Rather than promising AI that replaces creative labor, the company is positioning these tools as optional layers that fit into existing workflows. A study commissioned by Figma showed that while only 31% of designers currently use AI for core tasks, most developers have already embraced it. The disparity suggests a more cautious integration is likely to be better received especially among Figma’s design-first audience.
Designing Around User Behavior
Figma’s latest products are drawn from how users were already stretching the original tool. Field recalled how, during the pandemic, teams used Figma not just for UI design but for brainstorming, whiteboarding, and presentations. That led to the creation of FigJam and Slides. Figma Sites follows the same model. Many designers were already mocking up websites in Figma, then coding them separately. The new tool collapses that handoff and allows teams to publish sites directly.
“We talk a lot about the process of going from idea to product,” Field said. “Make spans that whole process.” Sites includes responsive design features, animations, scroll effects, and a built-in CMS for blog content. Designers can assign a custom domain and deploy with a click with no separate host required.
Importantly, Field drew a line between Figma Sites and mainstream site builders like Wix or Squarespace. Those tools, he argued, are aimed at individual creators and small businesses. Figma Sites is meant for design and marketing teams working within larger organizations.
The same distinction applies to Buzz. Though its functionality overlaps with Canva and Adobe Express, Figma is positioning it for brand and product teams. Templates can be created in Figma Design, handed off to marketers, and reused to generate bulk assets—all while staying within brand guidelines. A mobile app isn’t in the works. “We’re focused on making sure Buzz is really high quality for what we’re trying to do on the web,” Field said.
Familiar Tools, New Contexts
Despite Field’s insistence that Figma isn’t chasing competition, the comparisons are unavoidable. Make echoes GitHub Copilot and other AI developer assistants. Sites operates in the same space as Webflow and WordPress. Buzz overlaps with Canva, and Draw invites comparisons to Illustrator. But Field maintains that the unifying principle is helping users go from an idea to something usable.

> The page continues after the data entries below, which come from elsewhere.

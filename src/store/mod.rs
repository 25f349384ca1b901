use anyhow::Context;
use sqlx::{postgres::PgPoolOptions, PgPool};
use tracing::warn;

use crate::{auth::repo::AccountRepo, nutrition::repo::HistoryRepo, plans::repo::MealPlanRepo};

#[cfg(test)]
pub mod memory;

/// Everything handlers persist goes through this.
pub trait Store: AccountRepo + HistoryRepo + MealPlanRepo {}

impl<T> Store for T where T: AccountRepo + HistoryRepo + MealPlanRepo {}

/// Postgres-backed store; the repository impls live next to their domain types.
#[derive(Clone)]
pub struct PgStore {
    pub db: PgPool,
}

impl PgStore {
    pub async fn connect(database_url: &str) -> anyhow::Result<Self> {
        let db = PgPoolOptions::new()
            .max_connections(10)
            .connect(database_url)
            .await
            .context("connect to database")?;
        Ok(Self { db })
    }

    pub async fn migrate(&self) {
        if let Err(e) = sqlx::migrate!("./migrations").run(&self.db).await {
            warn!(error = %e, "migration failed; continuing");
        }
    }
}
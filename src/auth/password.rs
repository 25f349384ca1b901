use argon2::{
    password_hash::{PasswordHash, PasswordHasher, PasswordVerifier, SaltString},
    Argon2,
};
use rand::rngs::OsRng;
use tracing::error;

pub fn hash_password(plain: &str) -> anyhow::Result<String> {
    let salt = SaltString::generate(&mut OsRng);
    let hash = Argon2::default()
        .hash_password(plain.as_bytes(), &salt)
        .map_err(|e| {
            error!(error = %e, "argon2 hash_password error");
            anyhow::anyhow!(e.to_string())
        })?
        .to_string();
    Ok(hash)
}

pub fn verify_password(plain: &str, hash: &str) -> anyhow::Result<bool> {
    let parsed = PasswordHash::new(hash).map_err(|e| {
        error!(error = %e, "argon2 parse hash error");
        anyhow::anyhow!(e.to_string())
    })?;
    Ok(Argon2::default()
        .verify_password(plain.as_bytes(), &parsed)
        .is_ok())
}

/// Checks a password pair submitted on registration or reset.
pub fn validate_new_password(password: &str, confirmation: &str) -> Result<(), &'static str> {
    if password.is_empty() {
        return Err("Password cannot be empty.");
    }
    if password != confirmation {
        return Err("Passwords do not match.");
    }
    if password.len() < 8 {
        return Err("Password too short.");
    }
    Ok(())
}

#[cfg(test)]
mod tests {
    use super::*;

    #[test]
    fn hash_and_verify_roundtrip() {
        let password = "Secur3P@ssw0rd!";
        let hash = hash_password(password).expect("hashing should succeed");
        assert!(verify_password(password, &hash).expect("verify should succeed"));
    }

    #[test]
    fn verify_rejects_wrong_password() {
        let hash = hash_password("correct-horse-battery-staple").expect("hashing should succeed");
        assert!(!verify_password("wrong-password", &hash).expect("verify should not error"));
    }

    #[test]
    fn verify_errors_on_malformed_hash() {
        assert!(verify_password("anything", "not-a-valid-hash").is_err());
    }

    #[test]
    fn new_password_rules() {
        assert_eq!(validate_new_password("", ""), Err("Password cannot be empty."));
        assert_eq!(
            validate_new_password("longenough1", "longenough2"),
            Err("Passwords do not match.")
        );
        assert_eq!(validate_new_password("short", "short"), Err("Password too short."));
        assert!(validate_new_password("longenough1", "longenough1").is_ok());
    }
}
use axum::{
    extract::{DefaultBodyLimit, Multipart, Path, State},
    http::StatusCode,
    routing::{delete, get, post},
    Json, Router,
};
use tracing::{info, instrument, warn};
use uuid::Uuid;

use super::{
    dto::{FoodForm, HistoryItem, LoggedFoodResponse},
    repo::HistoryRepo,
    services::{log_food, LogFoodError},
};
use crate::{
    app::internal,
    auth::{jwt::AuthUser, repo::AccountRepo, services::ensure_owner},
    state::AppState,
};

const ANALYZE_FAILED: &str = "Failed to analyze nutrition. Please try again.";

pub fn read_routes() -> Router<AppState> {
    Router::new()
        .route("/history", get(list_history))
        .route("/history/:id", delete(delete_history))
}

pub fn write_routes() -> Router<AppState> {
    Router::new()
        .route("/nutrition", post(analyze_food))
        .layer(DefaultBodyLimit::max(20 * 1024 * 1024)) // photos
}

async fn read_food_form(mut mp: Multipart) -> Result<FoodForm, (StatusCode, String)> {
    let bad =
        |e: axum::extract::multipart::MultipartError| (StatusCode::BAD_REQUEST, e.to_string());
    let mut form = FoodForm::default();
    while let Some(field) = mp.next_field().await.map_err(bad)? {
        let name = field.name().map(|s| s.to_string());
        match name.as_deref() {
            Some("food_name") => {
                form.food_name = field.text().await.map_err(bad)?.trim().to_string()
            }
            Some("ingredients") => {
                form.ingredients = field.text().await.map_err(bad)?.trim().to_string()
            }
            Some("preparation") => {
                form.preparation = field.text().await.map_err(bad)?.trim().to_string()
            }
            Some("photo") => form.photo_bytes = field.bytes().await.map_err(bad)?.len(),
            _ => {}
        }
    }
    Ok(form)
}

/// POST /nutrition (multipart)
#[instrument(skip(state, mp))]
pub async fn analyze_food(
    State(state): State<AppState>,
    AuthUser(user_id): AuthUser,
    mp: Multipart,
) -> Result<(StatusCode, Json<LoggedFoodResponse>), (StatusCode, String)> {
    let form = read_food_form(mp).await?;
    if form.food_name.is_empty() {
        return Err((StatusCode::BAD_REQUEST, "Please enter a food name.".into()));
    }
    if form.photo_bytes > 0 {
        info!(%user_id, bytes = form.photo_bytes, "photo received, not analyzed");
    }

    let goal = state
        .store
        .find_account(user_id)
        .await
        .map_err(internal)?
        .and_then(|a| a.goal);

    match log_food(&*state.store, &*state.llm, user_id, goal, &form).await {
        Ok((record, result)) => Ok((
            StatusCode::CREATED,
            Json(LoggedFoodResponse {
                id: record.id,
                food_name: record.food_name,
                created_at: record.created_at,
                result,
            }),
        )),
        Err(LogFoodError::Unavailable) => Err((StatusCode::BAD_GATEWAY, ANALYZE_FAILED.into())),
        Err(LogFoodError::Store(e)) => Err(internal(e)),
    }
}

#[instrument(skip(state))]
pub async fn list_history(
    State(state): State<AppState>,
    AuthUser(user_id): AuthUser,
) -> Result<Json<Vec<HistoryItem>>, (StatusCode, String)> {
    let records = state.store.list_history(user_id).await.map_err(internal)?;
    Ok(Json(records.into_iter().map(HistoryItem::from).collect()))
}

#[instrument(skip(state))]
pub async fn delete_history(
    State(state): State<AppState>,
    AuthUser(user_id): AuthUser,
    Path(id): Path<Uuid>,
) -> Result<StatusCode, (StatusCode, String)> {
    let Some(record) = state.store.find_history(id).await.map_err(internal)? else {
        warn!(%user_id, %id, "history record not found");
        return Err((StatusCode::NOT_FOUND, "Record not found".into()));
    };
    ensure_owner(record.user_id, user_id)?;

    state.store.delete_history(id).await.map_err(internal)?;
    info!(%user_id, %id, "history record deleted");
    Ok(StatusCode::NO_CONTENT)
}

#[cfg(test)]
mod tests {
    use axum::http::StatusCode;
    use serde_json::json;

    use super::*;
    use crate::{
        app::build_app,
        nutrition::repo_types::NewHistory,
        test_support::{call, multipart_call, register},
    };

    const OATS: &str = r#"{"calories": {"value": 500, "unit": "kcal"}, "protein": {"value": 20, "unit": "g"}, "carbohydrates": {"value": 60, "unit": "g"}, "fats": {"value": 12, "unit": "g"}, "sugars": {"value": 8, "unit": "g"}, "fibre": {"value": 9, "unit": "g"}, "vitamins": [{"name": "Vitamin B1", "value": 0.4, "unit": "mg"}]}"#;

    #[tokio::test]
    async fn logging_food_stores_and_lists_it() {
        let (state, handles) = AppState::fake();
        let app = build_app(state);
        let token = register(&app, "a@b.co").await;
        handles.llm.push_ok(OATS);

        let (status, body) = multipart_call(
            &app,
            "/api/v1/nutrition",
            &token,
            &[("food_name", "Oats"), ("ingredients", "oats, milk"), ("preparation", "")],
            Some(("photo", "bowl.jpg", b"jpeg-bytes".as_slice())),
        )
        .await;
        assert_eq!(status, StatusCode::CREATED);
        assert_eq!(body["result"]["calories"]["value"], 500);

        let (status, body) = call(&app, "GET", "/api/v1/history", Some(&token), None).await;
        assert_eq!(status, StatusCode::OK);
        let items = body.as_array().unwrap();
        assert_eq!(items.len(), 1);
        assert_eq!(items[0]["fully_parsed"], true);
        assert_eq!(
            items[0]["parsed"]["vitamins"],
            json!({"Vitamin B1": {"value": 0.4, "unit": "mg"}})
        );
    }

    #[tokio::test]
    async fn missing_food_name_is_rejected_before_the_service() {
        let (state, handles) = AppState::fake();
        let app = build_app(state);
        let token = register(&app, "a@b.co").await;

        let (status, _) = multipart_call(
            &app,
            "/api/v1/nutrition",
            &token,
            &[("food_name", "  "), ("ingredients", "oats")],
            None,
        )
        .await;
        assert_eq!(status, StatusCode::BAD_REQUEST);
        assert_eq!(handles.llm.calls(), 0);
    }

    #[tokio::test]
    async fn unusable_estimate_is_bad_gateway() {
        let (state, handles) = AppState::fake();
        let app = build_app(state);
        let token = register(&app, "a@b.co").await;
        handles.llm.push_ok("not json at all");

        let (status, _) = multipart_call(
            &app,
            "/api/v1/nutrition",
            &token,
            &[("food_name", "Oats"), ("ingredients", "oats")],
            None,
        )
        .await;
        assert_eq!(status, StatusCode::BAD_GATEWAY);

        let (_, body) = call(&app, "GET", "/api/v1/history", Some(&token), None).await;
        assert!(body.as_array().unwrap().is_empty());
    }

    #[tokio::test]
    async fn partial_record_is_listed_but_not_fully_parsed() {
        let (state, handles) = AppState::fake();
        let app = build_app(state);
        let token = register(&app, "a@b.co").await;
        handles.llm.push_ok(r#"{"calories": {"value": 90, "unit": "kcal"}}"#);

        let apple = [("food_name", "Apple"), ("ingredients", "apple")];
        multipart_call(&app, "/api/v1/nutrition", &token, &apple, None).await;
        let (_, body) = call(&app, "GET", "/api/v1/history", Some(&token), None).await;
        assert_eq!(body[0]["fully_parsed"], false);
        assert!(body[0]["parsed"].is_null());
    }

    #[tokio::test]
    async fn deleting_someone_elses_record_is_forbidden() {
        let (state, handles) = AppState::fake();
        let app = build_app(state);
        let alice = register(&app, "alice@b.co").await;
        let _bob = register(&app, "bob@b.co").await;
        let bob_id = handles
            .store
            .find_account_by_email("bob@b.co")
            .await
            .unwrap()
            .unwrap()
            .id;
        let record = handles
            .store
            .insert_history(NewHistory {
                user_id: bob_id,
                food_name: "Toast",
                ingredients: "bread",
                preparation: None,
                nutrition_result: OATS,
            })
            .await
            .unwrap();

        let uri = format!("/api/v1/history/{}", record.id);
        let (status, _) = call(&app, "DELETE", &uri, Some(&alice), None).await;
        assert_eq!(status, StatusCode::FORBIDDEN);
        assert!(handles.store.find_history(record.id).await.unwrap().is_some());

        let missing = format!("/api/v1/history/{}", Uuid::new_v4());
        let (status, _) = call(&app, "DELETE", &missing, Some(&alice), None).await;
        assert_eq!(status, StatusCode::NOT_FOUND);
    }

    #[tokio::test]
    async fn owner_can_delete_record() {
        let (state, handles) = AppState::fake();
        let app = build_app(state);
        let token = register(&app, "a@b.co").await;
        handles.llm.push_ok(OATS);
        let oats = [("food_name", "Oats")];
        let (_, body) = multipart_call(&app, "/api/v1/nutrition", &token, &oats, None).await;

        let uri = format!("/api/v1/history/{}", body["id"].as_str().unwrap());
        let (status, _) = call(&app, "DELETE", &uri, Some(&token), None).await;
        assert_eq!(status, StatusCode::NO_CONTENT);
        let (_, body) = call(&app, "GET", "/api/v1/history", Some(&token), None).await;
        assert!(body.as_array().unwrap().is_empty());
    }
}
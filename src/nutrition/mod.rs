pub mod aggregate;
mod dto;
mod handlers;
pub mod repo;
pub mod repo_types;
mod services;

use crate::state::AppState;
use axum::Router;

pub fn router() -> Router<AppState> {
    Router::new()
        .merge(handlers::read_routes())
        .merge(handlers::write_routes())
}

To support that vision, Figma is launching a new “content seat” at $8 per month, giving users access to Buzz, Slides, FigJam, and Sites CMS. The tier is designed for companies already using Figma across functions. Even if the individual tools mirror external platforms, their integration into existing workflows could make them more appealing than switching.
Product Expansion, IPO Pressure
Figma’s product growth comes ahead of a pivotal financial moment. Since its last disclosed revenue figure in 2022, $400 million with 90% gross margins and the company hasn’t shared new financials. That will change as part of the IPO process. But the expansion into new product lines is clearly aimed at driving growth and increasing monetization, particularly from the 85% of users outside the U.S. and the two-thirds who are not designers.
Whether these new tools gain traction remains to be seen. Figma is offering AI assistance, but also reinforcing the value of traditional creativity. Field sees a risk in the increasing sameness of AI-generated content. “As some organizations lean too heavily on AI,” he said, “we’re going to see more and more bland, look-alike products.”
That’s where Draw fits in. It isn’t automated and doesn’t lean on prompts. Instead, it reflects what Field calls “the differentiator”—human craft. “We have a lot of opportunity to build tools for folks [to] be more divergent and have more craft and stand out,” he said.